Der Kaiser trat wieder hinein, und darauf begann der größte Teil der Menge auseinanderzugehen.

»Ich habe es ja gleich gesagt, daß wir noch warten müßten; und das ist denn auch das Richtige gewesen«, sagten die Leute an verschiedenen Stellen mit vergnügten Gesichtern.
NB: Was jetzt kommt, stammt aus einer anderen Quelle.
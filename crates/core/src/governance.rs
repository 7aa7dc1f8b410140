//! Governance gate: authorization before, audit after every tool execution.

use serde::{Deserialize, Serialize};

use crate::agent::AutonomyLevel;
use crate::context::ExecutionContext;
use crate::tool::ToolOutcome;

/// The gate's answer for one tool call.
#[derive(Debug, Clone, PartialEq, Eq, Serialize, Deserialize)]
#[serde(tag = "decision", rename_all = "snake_case")]
pub enum Authorization {
    Allowed,
    Denied { reason: String },
}

impl Authorization {
    pub fn deny(reason: impl Into<String>) -> Self {
        Self::Denied {
            reason: reason.into(),
        }
    }

    pub fn is_allowed(&self) -> bool {
        matches!(self, Self::Allowed)
    }
}

/// External authorization and audit collaborator.
///
/// Implementations are shared between concurrent loops and must guard their
/// own state.
pub trait GovernanceGate: Send + Sync {
    /// Decide whether a call may run.
    fn authorize(
        &self,
        tool_name: &str,
        arguments: &serde_json::Value,
        ctx: &ExecutionContext,
        autonomy: AutonomyLevel,
    ) -> Authorization;

    /// Record the fate of an authorized call: it ran, was cancelled
    /// mid-flight, or was stopped by the budget before running.
    fn audit(
        &self,
        tool_name: &str,
        arguments: &serde_json::Value,
        ctx: &ExecutionContext,
        outcome: &ToolOutcome,
    );
}

#[cfg(test)]
mod tests {
    use super::*;

    #[test]
    fn authorization_helpers() {
        assert!(Authorization::Allowed.is_allowed());
        let denied = Authorization::deny("nope");
        assert!(!denied.is_allowed());
        assert_eq!(
            serde_json::to_value(&denied).unwrap(),
            serde_json::json!({"decision": "denied", "reason": "nope"})
        );
    }
}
So glücklich sich Petja auch fühlte, so kam es ihm doch gar zu traurig vor, gleich nach Hause zu gehen und sich sagen zu müssen, daß nun der ganze Genuß dieses Tages zu Ende sei. Daher begab er sich aus dem Kreml nicht nach Hause, sondern zu seinem Kameraden Obolenski, der auch fünfzehn Jahre alt war und ebenfalls in ein Regiment eintreten wollte. Als er dann nach Hause zurückgekehrt war, erklärte er mit aller Bestimmtheit und Festigkeit, wenn man ihn nicht eintreten ließe, so werde er davonlaufen. Und am andern Tag fuhr Graf Ilja Andrejewitsch, obwohl er noch nicht völlig eingewilligt hatte, dennoch aus, um sich zu erkundigen, wie man Petja irgendwo möglichst gefahrlos unterbringen könne.

Fußnoten

1 Sie ist 5,3 m lang und steht vor der Kaserne am Senatsplatz.

Anmerkung des Übersetzers.

XXII

Am Vormittag des 15. Juli, also zwei Tage nach diesen Ereignissen im Kreml, hielt vor dem Slobodski-Palais eine zahllose Menge von Equipagen.
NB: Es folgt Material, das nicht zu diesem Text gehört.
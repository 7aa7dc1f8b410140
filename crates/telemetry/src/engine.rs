//! Thread-safe trace recorder — collects loop traces and serves reports.

use std::collections::VecDeque;
use std::sync::{RwLock, RwLockReadGuard, RwLockWriteGuard};

use toolloop_core::provider::Usage;
use toolloop_core::trace::{ActionRecord, TraceSink};

use crate::TelemetryError;
use crate::model::*;

/// The reference [`TraceSink`].
///
/// Thread-safe via `RwLock`; one recorder can be shared by many concurrent
/// loops. Keeps at most `max_traces` traces, dropping the oldest completed
/// ones first.
pub struct TraceRecorder {
    max_traces: usize,
    /// All retained traces (most recent last).
    traces: RwLock<VecDeque<LoopTrace>>,
    /// Running totals, including pruned traces.
    totals: RwLock<TraceTotals>,
}

impl Default for TraceRecorder {
    fn default() -> Self {
        Self::new(100)
    }
}

impl TraceRecorder {
    pub fn new(max_traces: usize) -> Self {
        Self {
            max_traces: max_traces.max(1),
            traces: RwLock::new(VecDeque::new()),
            totals: RwLock::new(TraceTotals::default()),
        }
    }

    fn read(&self) -> RwLockReadGuard<'_, VecDeque<LoopTrace>> {
        self.traces.read().unwrap_or_else(|e| e.into_inner())
    }

    fn write(&self) -> RwLockWriteGuard<'_, VecDeque<LoopTrace>> {
        self.traces.write().unwrap_or_else(|e| e.into_inner())
    }

    fn update_totals(&self, f: impl FnOnce(&mut TraceTotals)) {
        let mut totals = self.totals.write().unwrap_or_else(|e| e.into_inner());
        f(&mut totals);
    }

    fn with_trace(&self, trace_id: &str, f: impl FnOnce(&mut LoopTrace)) {
        let mut traces = self.write();
        match traces.iter_mut().find(|t| t.id == trace_id) {
            Some(trace) => f(trace),
            None => tracing::debug!(trace_id, "Trace not retained, dropping record"),
        }
    }

    fn prune(traces: &mut VecDeque<LoopTrace>, max: usize) {
        while traces.len() >= max {
            match traces.iter().position(LoopTrace::is_complete) {
                Some(oldest_done) => {
                    traces.remove(oldest_done);
                }
                None => {
                    traces.pop_front();
                }
            }
        }
    }

    // ── Queries ───────────────────────────────────────────────────────

    /// Get a specific trace by ID.
    pub fn get_trace(&self, trace_id: &str) -> Option<LoopTrace> {
        self.read().iter().find(|t| t.id == trace_id).cloned()
    }

    /// Find the trace for an invocation.
    pub fn trace_for_invocation(&self, invocation_id: &str) -> Option<LoopTrace> {
        self.read()
            .iter()
            .find(|t| t.invocation_id == invocation_id)
            .cloned()
    }

    /// List recent traces (most recent first).
    pub fn recent_traces(&self, limit: usize) -> Vec<LoopTrace> {
        self.read().iter().rev().take(limit).cloned().collect()
    }

    /// Number of retained traces.
    pub fn trace_count(&self) -> usize {
        self.read().len()
    }

    pub fn totals(&self) -> TraceTotals {
        self.totals
            .read()
            .unwrap_or_else(|e| e.into_inner())
            .clone()
    }

    /// Export one trace as pretty JSON.
    pub fn export_json(&self, trace_id: &str) -> Result<String, TelemetryError> {
        let trace = self
            .get_trace(trace_id)
            .ok_or_else(|| TelemetryError::UnknownTrace(trace_id.to_string()))?;
        Ok(serde_json::to_string_pretty(&trace)?)
    }

    /// Export every retained trace as a JSON array.
    pub fn export_all_json(&self) -> Result<String, TelemetryError> {
        let traces: Vec<LoopTrace> = self.read().iter().cloned().collect();
        Ok(serde_json::to_string_pretty(&traces)?)
    }
}

impl TraceSink for TraceRecorder {
    fn start_trace(&self, invocation_id: &str) -> String {
        let trace = LoopTrace::new(invocation_id);
        let id = trace.id.clone();
        {
            let mut traces = self.write();
            Self::prune(&mut traces, self.max_traces);
            traces.push_back(trace);
        }
        self.update_totals(|t| t.traces += 1);
        id
    }

    fn start_step(&self, trace_id: &str, iteration: u32) {
        self.with_trace(trace_id, |trace| trace.steps.push(Step::new(iteration)));
    }

    fn record_model_call(&self, trace_id: &str, model: &str, usage: Option<&Usage>, tool_calls: usize) {
        let usage = usage.copied();
        self.with_trace(trace_id, |trace| {
            trace.current_step().model_call = Some(ModelCall {
                model: model.to_string(),
                usage,
                tool_calls,
            });
        });
        self.update_totals(|t| {
            t.llm_calls += 1;
            t.tokens += usage.map_or(0, |u| u64::from(u.total_tokens));
        });
    }

    fn record_action(&self, trace_id: &str, action: ActionRecord) {
        let failed = !action.status.is_success();
        self.with_trace(trace_id, |trace| {
            trace.current_step().actions.push(action.into());
        });
        self.update_totals(|t| {
            t.actions += 1;
            if failed {
                t.failed_actions += 1;
            }
        });
    }

    fn end_trace(&self, trace_id: &str, outcome: &str) {
        self.with_trace(trace_id, |trace| trace.end(outcome));
    }
}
Die Säle waren voll Menschen. Im ersten Saal waren die Adligen, sämtlich in Uniform, im zweiten die Kaufleute, bärtige Männer in blauen Kaftanen, mit Medaillen geschmückt. In dem Saal, in welchem die Adelsversammlung stattfand, herrschte lautes Stimmengewirr und lebhafte Bewegung. An einem großen Tisch saßen unter dem Porträt des Kaisers auf hochlehnigen Stühlen die allervornehmsten Persönlichkeiten; die meisten Adligen aber gingen im Saal hin und her.
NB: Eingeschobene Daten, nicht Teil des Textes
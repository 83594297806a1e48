// tests/common/mod.rs
//
// Synthetic tournament: 32 squads of 23 with 3 goalkeepers each, served by
// in-memory source back-ends. Teams 7 and 12 use the PDF spellings that the
// default alias table maps onto the web page's names.
#![allow(dead_code)]

use squad_scrape::core::net::Locator;
use squad_scrape::model::RawTable;
use squad_scrape::specs::pdf::TableExtractor;
use squad_scrape::specs::web::HtmlFetcher;
use squad_scrape::Result;

pub const TEAMS: usize = 32;
pub const SQUAD: u32 = 23;

pub const PDF_HEADERS: [&str; 9] = [
    "Team", "#", "Pos.", "FIFA Popular Name", "Birth Date", "Shirt Name", "Club", "Height", "Weight",
];

/// (pdf spelling, web spelling)
pub fn team_names(t: usize) -> (String, String) {
    match t {
        7 => ("Korea Republic".into(), "South Korea".into()),
        12 => ("IR Iran".into(), "Iran".into()),
        _ => {
            let n = format!("Team {t:02}");
            (n.clone(), n)
        }
    }
}

pub fn position(n: u32) -> &'static str {
    match n {
        1 | 12 | 23 => "GK",
        2..=8 => "DF",
        9..=16 => "MF",
        _ => "FW",
    }
}

pub fn player_name(t: usize, n: u32) -> String {
    format!("Player {t}x{n}")
}

pub fn caps(t: usize, n: u32) -> u32 {
    (t as u32 * 3 + n) % 90 + 100
}

/// Always below 100, so never equal to a caps value.
pub fn goals(n: u32) -> u32 {
    n % 7
}

/// Column order of the real squads tables.
const HEADER_ROW: &str =
    "<tr><th>No.</th><th>Pos.</th><th>Player</th><th>Date of birth (age)</th><th>Caps</th><th>Goals</th><th>Club</th></tr>";

const LEAGUES: [&str; 4] = ["ENG", "ESP", "KSA", "MEX"];

pub fn pdf_row(t: usize, n: u32) -> Vec<String> {
    vec![
        team_names(t).0,
        n.to_string(),
        position(n).into(),
        player_name(t, n),
        format!("{:02}.{:02}.{}", 1 + n % 28, 1 + t % 12, 1985 + n % 12),
        format!("PLAYER{n}"),
        format!("Club {} ({})", t % 5, LEAGUES[n as usize % LEAGUES.len()]),
        format!("{}", 170 + n),
        format!("{}", 65 + n % 20),
    ]
}

/// One table per team, as the PDF prints them.
pub fn pdf_tables() -> Vec<RawTable> {
    (0..TEAMS)
        .map(|t| {
            RawTable::new(
                PDF_HEADERS.iter().map(|h| h.to_string()).collect(),
                (1..=SQUAD).map(|n| pdf_row(t, n)).collect(),
            )
        })
        .collect()
}

/// Squads page. `drop_last_caps` cuts the very last player's row off after the birth date.
pub fn web_page(drop_last_caps: bool) -> String {
    let mut body = String::new();
    for t in 0..TEAMS {
        if t % 4 == 0 {
            body.push_str(&format!(
                r#"<h2><span class="mw-headline">Group {}</span></h2>"#,
                (b'A' + (t / 4) as u8) as char
            ));
        }
        body.push_str(&format!(r#"<h3><span class="mw-headline">{}</span></h3>"#, team_names(t).1));
        body.push_str(r#"<table class="wikitable sortable">"#);
        body.push_str(HEADER_ROW);
        for n in 1..=SQUAD {
            let marker = if n == 10 { r#" (<a href="/wiki/Captain">c</a>)"# } else { "" };
            // Truncated row: the stats and club cells are missing.
            let tail = if drop_last_caps && t == TEAMS - 1 && n == SQUAD {
                String::new()
            } else {
                format!(
                    r#"<td>{}</td><td>{}</td><td><a href="/wiki/club{t}">Club {t}</a></td>"#,
                    caps(t, n),
                    goals(n)
                )
            };
            body.push_str(&format!(
                r#"<tr><td>{n}</td><td>{pos}</td><th scope="row"><a href="/wiki/p{t}_{n}">{name}</a>{marker}</th><td>1 January 1990 (aged 28)</td>{tail}</tr>"#,
                pos = position(n),
                name = player_name(t, n),
            ));
        }
        body.push_str("</table>");
    }
    body.push_str(r#"<h2><span class="mw-headline">Statistics</span></h2>"#);
    format!("<html><body>{body}</body></html>")
}

pub struct FakePdf(pub Vec<RawTable>);

impl TableExtractor for FakePdf {
    fn extract(&self, _loc: &Locator) -> Result<Vec<RawTable>> {
        Ok(self.0.clone())
    }
}

pub struct FakeWeb(pub String);

impl HtmlFetcher for FakeWeb {
    fn fetch(&self, _loc: &Locator) -> Result<String> {
        Ok(self.0.clone())
    }
}

pub fn tmp_dir(name: &str) -> std::path::PathBuf {
    let mut p = std::env::temp_dir();
    p.push(format!("squad_scrape_{name}"));
    let _ = std::fs::remove_dir_all(&p);
    std::fs::create_dir_all(&p).unwrap();
    p
}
Alle diese Adligen, dieselben Leute, die Pierre täglich bald im Klub, bald in ihren Häusern sah, alle trugen sie Uniformen: teils solche aus der Zeit der Kaiserin Katharina, teils solche aus Kaiser Pauls Zeit, teils die neuen von Alexander eingeführten, teils auch die gewöhnlichen Adelsuniformen; und diese gemeinsame Eigenschaft des Uniformiertseins verlieh all den alten und jungen, höchst verschiedenartigen, wohlbekannten Persönlichkeiten ein gleichartiges, seltsam-phantastisches Aussehen. Besonders auffallend sahen die halbblinden, zahnlosen, kahlköpfigen Greise aus, die teils von gelblichem Fett aufgedunsen, teils runzlig und mager waren. Sie saßen größtenteils auf ihren Plätzen und schwiegen, und wenn sie umhergingen und redeten, so schlossen sie sich an irgendwelche jüngeren Leute an. Ebenso wie auf den Gesichtern der Volksmenge, die Petja auf dem Platz im Kreml gesehen hatte, waren auch auf all diesen Gesichtern zwei zueinander in starkem Gegensatz stehende Züge wahrnehmbar: einerseits die allgemeine Erwartung von etwas Feierlichem, andrerseits die gewöhnlichen, alltäglichen Interessen: für die Bostonpartie, für die Leistungen des Koches Pjotr, für das Befinden der teuren Gattin Sinaida Dimitrijewna usw.

Pierre, der schon vom frühen Morgen an in eine unbequeme, ihm zu eng gewordene Adelsuniform eingezwängt war, bewegte sich gleichfalls in dem Adelssaal und seinen Nebenräumen. Er war in lebhafter Erregung: die ungewöhnliche Zusammenberufung nicht nur des Adels, sondern auch der Kaufmannschaft (der Stände, états généraux) rief bei ihm eine ganze Reihe von Gedanken an den Contrat social und die Französische Revolution wieder wach, Gedanken, mit denen er sich seit langer Zeit nicht mehr beschäftigt hatte, die aber in seiner Seele tief eingegraben waren. Die Worte, die ihm in dem Aufruf besonders bemerkenswert erschienen waren, nämlich daß der Kaiser zum Zweck der Beratung mit seinem Volk in der Residenz erscheinen werde, diese Worte bestärkten ihn noch in seiner Ansicht. Und in der Annahme, daß in diesem Sinne ein wichtiges, von ihm längst erwartetes Ereignis herannahe, ging er umher, sah aufmerksam um sich, hörte nach den Gesprächen hin, fand aber nirgends eine Äußerung der Gedanken, die ihn beschäftigten.